● **DESCRIPTION OF THE TASK**
Filter the material, keeping only lines with the word "Dune".

● **TASK MATERIAL**
####################

/// DELETE /api/collections/{name}
pub async fn delete_collection(
    path: web::Path<String>,
    req: HttpRequest,
    state: web::Data<AppState>,
) -> ApiResult {
    let name = path.into_inner();
    tracing::debug!(collection = %name, "Deleting collection");
    let client = Session::new(&req, &state).client().await?;
    let deleted = client.delete_collection(&name).await?;
    tracing::info!(collection = %name, "Collection deleted");
    ok(deleted)
}

/// GET /api/collections/{name}/search
pub async fn search(
    path: web::Path<String>,
    params: web::Query<SearchParams>,
    req: HttpRequest,
    state: web::Data<AppState>,
) -> ApiResult {
    let name = path.into_inner();
    tracing::debug!(
        collection = %name,
        query_len = params.q.len(),
        query_by = %params.query_by,
        "Searching documents"
    );
    let client = Session::new(&req, &state).client().await?;
    ok(client.search(&name, &params).await?)
}

/// POST /api/multi_search
pub async fn multi_search(
    body: web::Json<MultiSearchRequest>,
    req: HttpRequest,
    state: web::Data<AppState>,
) -> ApiResult {
    let client = Session::new(&req, &state).client().await?;
    ok(client.multi_search(&body).await?)
}

/// GET /api/collections/{name}/export
pub async fn export_documents(
    path: web::Path<String>,
    params: web::Query<ExportParams>,
    req: HttpRequest,
    state: web::Data<AppState>,
) -> ApiResult {
    let name = path.into_inner();
    let client = Session::new(&req, &state).client().await?;
    ok(client.export_documents(&name, &params).await?)
}

/// Index a document, or upsert it with `?action=upsert`
/// POST /api/collections/{name}/documents
pub async fn write_document(
    path: web::Path<String>,
    params: web::Query<WriteParams>,
    document: web::Json<Value>,
    req: HttpRequest,
    state: web::Data<AppState>,
) -> ApiResult {
    let name = path.into_inner();
    let client = Session::new(&req, &state).client().await?;
    let stored = match params.action.unwrap_or_default() {
        ImportAction::Create => client.index_document(&name, &document).await?,
        ImportAction::Upsert => client.upsert_document(&name, &document).await?,
        other => {
            return Err(ApiError::BadRequest(format!(
                "action {} is only supported for imports",
                other.as_str()
            )))
        }
    };
    Ok(HttpResponse::Created().json(RequestResult::Ok(stored)))
}

/// GET /api/collections/{name}/documents/{id}
pub async fn get_document(
    path: web::Path<(String, String)>,
    req: HttpRequest,
    state: web::Data<AppState>,
) -> ApiResult {
    let (name, id) = path.into_inner();
    let client = Session::new(&req, &state).client().await?;
    ok(client.get_document(&name, &id).await?)
}

/// PATCH /api/collections/{name}/documents/{id}
pub async fn update_document(
    path: web::Path<(String, String)>,
    fields: web::Json<Value>,
    req: HttpRequest,
    state: web::Data<AppState>,
) -> ApiResult {
    let (name, id) = path.into_inner();
    let client = Session::new(&req, &state).client().await?;
    ok(client.update_document(&name, &id, &fields).await?)
}

/// DELETE /api/collections/{name}/documents/{id}
pub async fn delete_document(
    path: web::Path<(String, String)>,
    req: HttpRequest,
    state: web::Data<AppState>,
) -> ApiResult {
    let (name, id) = path.into_inner();
    tracing::debug!(collection = %name, doc_id = %id, "Deleting document");
    let client = Session::new(&req, &state).client().await?;
    ok(client.delete_document(&name, &id).await?)
}

/// GET /api/keys
pub async fn list_keys(req: HttpRequest, state: web::Data<AppState>) -> ApiResult {
    let client = Session::new(&req, &state).client().await?;
    ok(client.list_keys().await?)
}

/// POST /api/keys
pub async fn create_key(
    body: web::Json<CreateKeyRequest>,
    req: HttpRequest,
    state: web::Data<AppState>,
) -> ApiResult {
    let client = Session::new(&req, &state).client().await?;
    let key = client.create_key(&body).await?;
    tracing::info!(id = ?key.id, description = %key.description, "API key created");
    Ok(HttpResponse::Created().json(RequestResult::Ok(key)))
}

/// DELETE /api/keys/{id}
pub async fn delete_key(
    path: web::Path<u64>,
    req: HttpRequest,
    state: web::Data<AppState>,
) -> ApiResult {
    let id = path.into_inner();
    let client = Session::new(&req, &state).client().await?;
    let deleted = client.delete_key(id).await?;
    tracing::info!(id, "API key deleted");
    ok(deleted)
}

fn rejected(err: impl std::fmt::Display) -> actix_web::Error {
    ApiError::BadRequest(err.to_string()).into()
}

/// Configure routes
pub fn configure(cfg: &mut web::ServiceConfig) {
    cfg.route("/", web::get().to(index))
        .route("/health", web::get().to(health))
        .service(
            web::scope("/api")
                // Extractor failures answer with the same envelope as handlers
                .app_data(web::JsonConfig::default().error_handler(|err, _| rejected(err)))
                .app_data(web::QueryConfig::default().error_handler(|err, _| rejected(err)))
                .app_data(web::PathConfig::default().error_handler(|err, _| rejected(err)))
                .route("/connection", web::get().to(get_connection))
                .route("/connection", web::post().to(save_connection))
                .route("/connection", web::delete().to(delete_connection))
                .route("/connection/test", web::post().to(check_connection))
                .route("/server/health", web::get().to(server_health))
                .route("/server/metrics", web::get().to(server_metrics))
                .route("/server/stats", web::get().to(server_stats))
                .route("/multi_search", web::post().to(multi_search))
                .route("/keys", web::get().to(list_keys))
                .route("/keys", web::post().to(create_key))
                .route("/keys/{id}", web::delete().to(delete_key))
                // Named collection routes MUST come before /collections/{name}
                .route("/collections", web::get().to(list_collections))
                .route("/collections", web::post().to(create_collection))
                .route("/collections/import", web::post().to(import_collection))
                .route("/collections/{name}/search", web::get().to(search))
                .route("/collections/{name}/export", web::get().to(export_documents))
                .route("/collections/{name}/documents", web::post().to(write_document))
                .route(
                    "/collections/{name}/documents/{id}",
                    web::get().to(get_document),
                )
                .route(
                    "/collections/{name}/documents/{id}",
                    web::patch().to(update_document),
                )
                .route(
                    "/collections/{name}/documents/{id}",
                    web::delete().to(delete_document),
                )
                .route("/collections/{name}", web::get().to(get_collection))
                .route("/collections/{name}", web::patch().to(update_collection))
                .route("/collections/{name}", web::delete().to(delete_collection)),
        );
}
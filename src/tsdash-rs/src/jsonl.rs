use serde::de::DeserializeOwned;
use serde::Serialize;

use crate::{ClientError, Result};

/// Parse newline-delimited JSON, one value per non-blank line.
///
/// Fails on the first malformed line, reporting its 1-based line number.
pub fn parse_jsonl<T: DeserializeOwned>(payload: &str) -> Result<Vec<T>> {
    payload
        .lines()
        .enumerate()
        .filter(|(_, line)| !line.trim().is_empty())
        .map(|(idx, line)| {
            serde_json::from_str(line.trim()).map_err(|source| ClientError::Jsonl {
                line: idx + 1,
                source,
            })
        })
        .collect()
}

/// Serialize values as newline-delimited JSON
pub fn to_jsonl<T: Serialize>(values: &[T]) -> Result<String> {
    let lines = values
        .iter()
        .map(serde_json::to_string)
        .collect::<std::result::Result<Vec<_>, _>>()?;
    Ok(lines.join("\n"))
}

#[cfg(test)]
mod tests {
    use super::*;
    use serde_json::{json, Value};

    #[test]
    fn test_parse_skips_blank_lines() {
        let payload = "{\"title\":\"Dune\"}\n\n  \r\n{\"title\":\"Emma\"}\n";
        let docs: Vec<Value> = parse_jsonl(payload).unwrap();
        assert_eq!(docs, vec![json!({"title": "Dune"}), json!({"title": "Emma"})]);
    }

    #[test]
    fn test_parse_reports_bad_line() {
        let payload = "{\"title\":\"Dune\"}\n\n{\"title\":\n";
        let err = parse_jsonl::<Value>(payload).unwrap_err();
        match err {
            ClientError::Jsonl { line, .. } => assert_eq!(line, 3),
            other => panic!("unexpected error: {:?}", other),
        }
    }

    #[test]
    fn test_empty_payload() {
        assert!(parse_jsonl::<Value>("").unwrap().is_empty());
        assert_eq!(to_jsonl::<Value>(&[]).unwrap(), "");
    }

    #[test]
    fn test_to_jsonl_one_line_per_value() {
        let body = to_jsonl(&[json!({"a": 1}), json!({"b": "x\ny"})]).unwrap();
        assert_eq!(body, "{\"a\":1}\n{\"b\":\"x\\ny\"}");
    }
}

####################

● **EXPECTED OUTPUT**
        let payload = "{\"title\":\"Dune\"}\n\n  \r\n{\"title\":\"Emma\"}\n";
        assert_eq!(docs, vec![json!({"title": "Dune"}), json!({"title": "Emma"})]);
        let payload = "{\"title\":\"Dune\"}\n\n{\"title\":\n";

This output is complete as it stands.